FiinGroup's statistics on the performance of investment funds in Vietnam show that in August 2025, the group of equity funds achieved an average return of about 12.9%, of which 44/74 funds recorded outstanding performance compared to the VN-Index (+12%).
Leading the way is the foreign fund K Vietnam Equity with a performance of 17.3% thanks to its portfolio focusing on large-cap stocks, especially banks, the second-highest-growing sector after the securities sector in August 2025. However, this fund from Thailand recorded a net withdrawal of nearly VND 1,600 billion in the same month, the highest in the past 2 years.
In addition, ETF funds simulating VN30 and VNDiamond also achieved high performance (15%-16%).
Performance of Equity Funds in August and 8 months of 2025 (only shows funds with NAV > VND 900 billion). Source: FiinPro-X Platform |
In line with the VN-Index trend, August 2025 marked the fourth consecutive month that the equity fund group recorded positive performance, raising the cumulative growth rate for the first 8 months of 2025 to an average of 23.8%, far exceeding the same period in 2024 (15.7%).
The group of foreign funds continues to lead, including VanEck Vietnam ETF (62.4%), xtrackers FTSE Vietnam (60.7%), PYN Elite (51.9%), and Fubon FTSE Vietnam ETF (55.2%). Particularly for the VEIL fund, the performance in the first 8 months of 2025 reached 31.3%, double that of the same period in 2024 thanks to the portfolio focusing on the sectors leading the market growth such as banking, real estate, steel and retail.
However, despite positive performance, the net withdrawal trend still exists and shows signs of increasing in most of these foreign funds last August.
In the domestic fund group, it is noteworthy that DC Dynamic Securities Fund (DCDS) and ETF DCVFMVN30 (E1VFVN30), both managed by Dragon Capital, are among the few funds (8/74 stock funds) that maintained higher performance than VN-Index and VN30 for 4 consecutive months (from May to August 2025).
Meanwhile, in the bond fund group, FiinGroup said that although most bond funds still maintained higher performance than savings interest rates, up to 16/23 funds recorded lower returns in August 2025 than in July, including many funds with NAV larger than VND 1 trillion such as ABBF, DCIP, DCBF and Bao Thinh Vinawealth.

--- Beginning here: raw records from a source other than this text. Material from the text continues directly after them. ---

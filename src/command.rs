//! Textual commands driving a [`Broker`].
//!
//! Each line maps onto exactly one broker operation:
//!
//! ```text
//! create topic <topicId> <text|number>
//! create partition <topicId> <partitionId>
//! create consumer group <groupId> <topicId> <Range|RoundRobin>
//! create consumer <groupId> <consumerId>
//! create producer <producerId> <text|number> <Random|Manual>
//! delete <consumerId>
//! produce <producerId> <topicId> <eventKey> [<partitionId>]
//! consume <consumerId> <partitionId> [<count>]
//! show topic <topicId>
//! show consumer group <groupId>
//! parallel produce (<producerId> <topicId> <eventKey>)+
//! parallel consume (<consumerId> <partitionId>)+
//! set consumer group rebalancing <groupId> <Range|RoundRobin>
//! playback <consumerId> <partitionId> <offset>
//! ```

use std::fmt::Write;
use std::num::ParseIntError;

use thiserror::Error;

use crate::broker::batch::{ConsumeRequest, ProduceRequest};
use crate::broker::Broker;
use crate::consumer_group::Rebalance;
use crate::error::Result;
use crate::producer::Allocation;
use crate::record::{Event, UnknownValueType, ValueType};

#[derive(Debug, Error, PartialEq, Eq)]
#[non_exhaustive]
pub enum ParseError {
    #[error("Empty command")]
    Empty,

    #[error("Unknown command '{0}'")]
    UnknownVerb(String),

    #[error("Usage: {0}")]
    Usage(&'static str),

    #[error("Invalid number '{arg}': {source}")]
    InvalidNumber {
        arg: String,
        #[source]
        source: ParseIntError,
    },

    #[error(transparent)]
    ValueType(#[from] UnknownValueType),
}

#[derive(Debug, Error)]
pub enum CommandError {
    #[error(transparent)]
    Parse(#[from] ParseError),

    #[error(transparent)]
    Broker(#[from] crate::error::Error),
}

const USAGE_CREATE_TOPIC: &str = "create topic <topicId> <text|number>";
const USAGE_CREATE_PARTITION: &str = "create partition <topicId> <partitionId>";
const USAGE_CREATE_GROUP: &str = "create consumer group <groupId> <topicId> <Range|RoundRobin>";
const USAGE_CREATE_CONSUMER: &str = "create consumer <groupId> <consumerId>";
const USAGE_CREATE_PRODUCER: &str = "create producer <producerId> <text|number> <Random|Manual>";
const USAGE_DELETE: &str = "delete <consumerId>";
const USAGE_PRODUCE: &str = "produce <producerId> <topicId> <eventKey> [<partitionId>]";
const USAGE_CONSUME: &str = "consume <consumerId> <partitionId> [<count>]";
const USAGE_SHOW: &str = "show topic <topicId> | show consumer group <groupId>";
const USAGE_PARALLEL_PRODUCE: &str = "parallel produce (<producerId> <topicId> <eventKey>)+";
const USAGE_PARALLEL_CONSUME: &str = "parallel consume (<consumerId> <partitionId>)+";
const USAGE_SET: &str = "set consumer group rebalancing <groupId> <Range|RoundRobin>";
const USAGE_PLAYBACK: &str = "playback <consumerId> <partitionId> <offset>";

#[derive(Debug, Clone, PartialEq, Eq)]
pub enum Command {
    CreateTopic {
        topic: String,
        value_type: ValueType,
    },
    CreatePartition {
        topic: String,
        partition: String,
    },
    CreateConsumerGroup {
        group: String,
        topic: String,
        strategy: Rebalance,
    },
    CreateConsumer {
        group: String,
        consumer: String,
    },
    CreateProducer {
        producer: String,
        value_type: ValueType,
        allocation: Allocation,
    },
    DeleteConsumer {
        consumer: String,
    },
    Produce {
        producer: String,
        topic: String,
        event_key: String,
        partition: Option<String>,
    },
    Consume {
        consumer: String,
        partition: String,
        count: usize,
    },
    ShowTopic {
        topic: String,
    },
    ShowConsumerGroup {
        group: String,
    },
    ParallelProduce(Vec<ProduceRequest>),
    ParallelConsume(Vec<ConsumeRequest>),
    SetRebalancing {
        group: String,
        strategy: Rebalance,
    },
    Playback {
        consumer: String,
        partition: String,
        offset: u64,
    },
    Quit,
}

fn number<T>(arg: &str) -> Result<T, ParseError>
where
    T: std::str::FromStr<Err = ParseIntError>,
{
    arg.parse().map_err(|source| ParseError::InvalidNumber {
        arg: arg.to_string(),
        source,
    })
}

In contrast, Techcom TP Fund (TCBF) has improved significantly with August performance reaching 0.54%, the highest level in the past three months, but still lower than the average monthly performance in 2024 (1.1%). Some smaller-scale bond funds also showed positive signals, including SSI TP Fund (SSIBF), VCBF TP Fund (VCBF-FIF) and Mirae Asset Vietnam Flexible TP Fund (MAFF).
In August 2025, the bond fund group achieved an average return of 3.9%, lower than the same period in 2024 (4.1%). Meanwhile, 14/23 funds recorded lower performance than the same period and only 8/23 funds had improved performance.
However, the cumulative return for the first 8 months of 2025 of the bond fund group is still higher than the average savings interest rate (3.05%). Notably, there are 8 funds that have maintained monthly returns exceeding the savings interest rate for 8 consecutive months. Typical examples are ABBF, DCIP, and DCBF. All three bond funds recorded positive net cash inflows in August as well as the first 8 months of 2025.
Regarding cash flow developments, net withdrawal value increased sharply in August 2025, mainly coming from the stock fund group with a value of nearly VND 7.6 trillion, marking the strongest net withdrawal month in more than 2 years (from August 2023).
On the contrary, the bond fund group continued to maintain a net inflow status (+0.8 trillion VND), but it was not enough to offset the large net withdrawal scale in the stock fund, causing the total fund cash flow to be negative by nearly 6,900 billion VND in August.
FiinGroup said that in the last two years, the stock fund group had a net withdrawal of nearly VND65,000 billion, equivalent to 45% of the total net selling value through order matching by foreign investors in the same period, showing increasing capital withdrawal pressure despite the recent positive developments of the domestic stock market.
In contrast, the bond fund group has been steadily netting in, with a total cumulative value of more than VND13,000 billion, and more than 95% of it is domestic money. Although the net inflow scale of the bond fund group is still modest, this move shows investors' preference for more stable and less risky products.